4.) Another possible reason for behavioral problems
may be difficulties in receptive language. Autistic individuals
often have poor auditory
processing skills. As a result, they often do not understand
what people are saying to them (i.e., they hear the words but they
do not understand what the words mean). The person’s lack of understanding
can lead to confusion and frustration, which can escalate into behavior
problems. Visual
communication systems can be useful in teaching and in informing
individuals of what is planned and what is expected of them.
5.) It is also important to consider the person’s
level of arousal level when formulating a strategy to treat behavioral
problems. Sometimes behavioral problems occur when the person is
over-excited. This can occur when the person is anxious and/or when
there is too much stimulation in the environment. In these cases,
treatment should be aimed at calming the person. Some popular calming
techniques include: vigorous exercise (e.g., a stationary bicycle)

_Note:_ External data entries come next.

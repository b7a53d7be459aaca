//! Sitemap index documents.

use std::io::Write;
use std::path::PathBuf;

use chrono::{DateTime, Utc};
use sitemapgen_dates::W3cDateFormat;
use sitemapgen_storage::{Compression, Destination, StorageError};
use url::Url;

use crate::entry::{check_within, normalize_base};
use crate::error::{SitemapError, UrlError};
use crate::generator::SitemapFile;
use crate::render::{IndexItem, render_index};

/// Protocol ceiling on sitemaps referenced by one index.
pub const MAX_SITEMAPS_PER_INDEX: usize = 50_000;

/// Builds a `<sitemapindex>` over sitemap files, in insertion order.
///
/// [`crate::SitemapGenerator`] uses this for multi-file output; it can also
/// index sitemaps produced elsewhere.
#[derive(Debug, Clone)]
pub struct SitemapIndexGenerator {
    base: Url,
    date_format: W3cDateFormat,
    compression: Compression,
    sitemaps: Vec<(Url, Option<DateTime<Utc>>)>,
}

impl SitemapIndexGenerator {
    /// Index whose sitemaps must live under `base_url`.
    ///
    /// # Errors
    ///
    /// Returns [`UrlError`] if `base_url` is not an absolute http(s) URL.
    pub fn new(base_url: &str) -> Result<Self, UrlError> {
        Ok(Self::from_base(normalize_base(base_url)?))
    }

    pub(crate) fn from_base(base: Url) -> Self {
        Self {
            base,
            date_format: W3cDateFormat::default(),
            compression: Compression::None,
            sitemaps: Vec::new(),
        }
    }

    #[must_use]
    pub fn with_date_format(mut self, date_format: W3cDateFormat) -> Self {
        self.date_format = date_format;
        self
    }

    /// Compress the index file. The name passed to
    /// [`SitemapIndexGenerator::write`] is used as given.
    #[must_use]
    pub fn with_compression(mut self, compression: Compression) -> Self {
        self.compression = compression;
        self
    }

    /// Reference one sitemap file.
    ///
    /// # Errors
    ///
    /// Returns [`UrlError::OutsideBase`] if `loc` is not under the base URL and
    /// [`SitemapError::TooManySitemaps`] once the index is full.
    pub fn add_sitemap(
        &mut self,
        loc: Url,
        last_modified: Option<DateTime<Utc>>,
    ) -> Result<&mut Self, SitemapError> {
        check_within(&loc, &self.base)?;
        if self.sitemaps.len() >= MAX_SITEMAPS_PER_INDEX {
            return Err(SitemapError::TooManySitemaps {
                max: MAX_SITEMAPS_PER_INDEX,
            });
        }
        self.sitemaps.push((loc, last_modified));
        Ok(self)
    }

    #[must_use]
    pub fn len(&self) -> usize {
        self.sitemaps.len()
    }

    #[must_use]
    pub fn is_empty(&self) -> bool {
        self.sitemaps.is_empty()
    }

    /// The complete index document.
    ///
    /// # Errors
    ///
    /// Returns [`SitemapError::EmptyIndex`] if no sitemaps were added.
    pub fn render(&self) -> Result<String, SitemapError> {
        if self.sitemaps.is_empty() {
            return Err(SitemapError::EmptyIndex);
        }
        let items = self.sitemaps.iter().map(|(loc, last_modified)| IndexItem {
            loc: loc.as_str(),
            last_modified: *last_modified,
        });
        Ok(render_index(items, &self.date_format))
    }

    /// Render and store the index as `name`.
    ///
    /// # Errors
    ///
    /// Returns [`SitemapError::EmptyIndex`] if no sitemaps were added and
    /// [`SitemapError::Storage`] when the destination fails.
    pub fn write<D: Destination + ?Sized>(
        &self,
        destination: &D,
        name: &str,
    ) -> Result<SitemapFile, SitemapError> {
        let document = self.render()?;
        let url = self.base.join(name).map_err(UrlError::from)?;

        let mut sink = destination.open(name, self.compression)?;
        sink.write_all(document.as_bytes()).map_err(|e| {
            StorageError::io(e, Some(PathBuf::from(name))).with_backend(destination.backend())
        })?;
        let written = sink.finish()?;

        tracing::debug!(name, sitemaps = self.sitemaps.len(), "Wrote sitemap index");
        Ok(SitemapFile {
            name: name.to_owned(),
            url,
            last_modified: self.sitemaps.iter().filter_map(|(_, lastmod)| *lastmod).max(),
            url_count: self.sitemaps.len(),
            bytes: written.bytes,
            path: written.path,
        })
    }
}

#[cfg(test)]
mod tests {
    use chrono::TimeZone;
    use pretty_assertions::assert_eq;
    use sitemapgen_dates::Precision;
    use sitemapgen_storage::MockDestination;

    use super::*;

    fn loc(path: &str) -> Url {
        Url::parse(&format!("https://www.example.com/{path}")).unwrap()
    }

    #[test]
    fn test_render_in_insertion_order() {
        let mut index = SitemapIndexGenerator::new("https://www.example.com")
            .unwrap()
            .with_date_format(W3cDateFormat::new(Precision::Day));
        let date = Utc.with_ymd_and_hms(2024, 5, 1, 12, 0, 0).unwrap();
        index
            .add_sitemap(loc("sitemap2.xml"), Some(date))
            .unwrap()
            .add_sitemap(loc("sitemap1.xml"), None)
            .unwrap();

        assert_eq!(
            index.render().unwrap(),
            "<?xml version=\"1.0\" encoding=\"UTF-8\"?>\n\
             <sitemapindex xmlns=\"http://www.sitemaps.org/schemas/sitemap/0.9\">\n\
             \x20 <sitemap>\n\
             \x20   <loc>https://www.example.com/sitemap2.xml</loc>\n\
             \x20   <lastmod>2024-05-01</lastmod>\n\
             \x20 </sitemap>\n\
             \x20 <sitemap>\n\
             \x20   <loc>https://www.example.com/sitemap1.xml</loc>\n\
             \x20 </sitemap>\n\
             </sitemapindex>"
        );
    }

    #[test]
    fn test_empty_index_is_an_error() {
        let index = SitemapIndexGenerator::new("https://www.example.com").unwrap();
        assert!(index.is_empty());
        assert!(matches!(index.render(), Err(SitemapError::EmptyIndex)));
    }

    #[test]
    fn test_rejects_sitemap_outside_base() {
        let mut index = SitemapIndexGenerator::new("https://www.example.com/blog").unwrap();
        let err = index.add_sitemap(loc("sitemap.xml"), None).unwrap_err();
        assert!(matches!(
            err,
            SitemapError::Url(UrlError::OutsideBase { .. })
        ));
    }

    #[test]
    fn test_write_reports_file() {
        let destination = MockDestination::new();
        let mut index = SitemapIndexGenerator::new("https://www.example.com").unwrap();
        let older = Utc.with_ymd_and_hms(2024, 1, 1, 0, 0, 0).unwrap();
        let newer = Utc.with_ymd_and_hms(2024, 2, 1, 0, 0, 0).unwrap();
        index
            .add_sitemap(loc("a.xml"), Some(newer))
            .unwrap()
            .add_sitemap(loc("b.xml"), Some(older))
            .unwrap();

        let file = index.write(&destination, "sitemap_index.xml").unwrap();

        assert_eq!(file.url.as_str(), "https://www.example.com/sitemap_index.xml");
        assert_eq!(file.url_count, 2);
        assert_eq!(file.last_modified, Some(newer));
        let text = destination.read_to_string("sitemap_index.xml").unwrap();
        assert_eq!(file.bytes, text.len() as u64);
        assert!(text.contains("<loc>https://www.example.com/a.xml</loc>"));
    }
}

which would act as a release of their high excitement level, vestibular
stimulation (e.g., slow swinging), and deep pressure (e.g., Temple
Grandin’s Hug
Machine).
In some cases, behavioral problems may be due
to a low level of arousal such as when the person is passive or
bored. Behaviors such as aggression and destructiveness may be exciting,
and thus appealing, to some of these individuals. If one suspects
behavior problems are due to underarousal, the person should be
kept busy or active. Vigorous
exercise is another good way to increase arousal level.
6.)Food
allergies are an often overlooked cause of behavior problems.
Some individuals may have red ears, red cheeks, or dark circles
under their eyes. These are often signs of food allergies. The most
common allergens are dairy and wheat products, food preservatives,
and food coloring. Some of the symptoms associated with food allergies
are headaches, tantrums, feelings of nausea or spaciness, and stomach
aches. As a result, the child is less tolerant of others; and he/she
may be more likely to strike out at others, tantrum, or act out.
Since many of these individuals have poor communication skills,
the parent and/or teacher may not be aware that the child is not
feeling well. The child should be tested if food allergies are suspected;
and if the child tests positive for certain foods, then these products
should be eliminated from his/her diet.
7.) Many families are giving their children safe
nutritional supplements, such as Vitamin
B6 with magnesium and Di-methyl-glycine (DMG). Nearly half have
reported a reduction in behavioral problems as well as improvements
in the child's general well-being. Sometimes powerful drugs
are prescribed to autistic individuals to treat their behavior.
Interestingly, the most commonly prescribed drug for autistic children
is Ritalin. A survey conducted by the Autism Research Institute
in San Diego revealed that 45% of 2,788 parents felt that Ritalin
made their child's behavior worse and only 20% reported improvement
(27% of parents of autistic children felt that Ritalin made no difference).
8.) In many instances, a behavior problem is a
reaction to a request or demand made by a caregiver/teacher. The
individual may have learned that he/she can escape or avoid such
situations, such as working on a task, by ‘acting up.’ A functional
assessment of the person’s behavior (i.e., antecedents, consequences,
context of the behavior) may reveal certain relationships between
the behavior and the function the behavior serves. If avoidance
is the function the behavior serves, the caregiver/teacher should
follow through with all requests and demands he/she makes to the
person. If the person is able to escape or avoid such situations,
even only some of the time, the behavior problem will likely continue.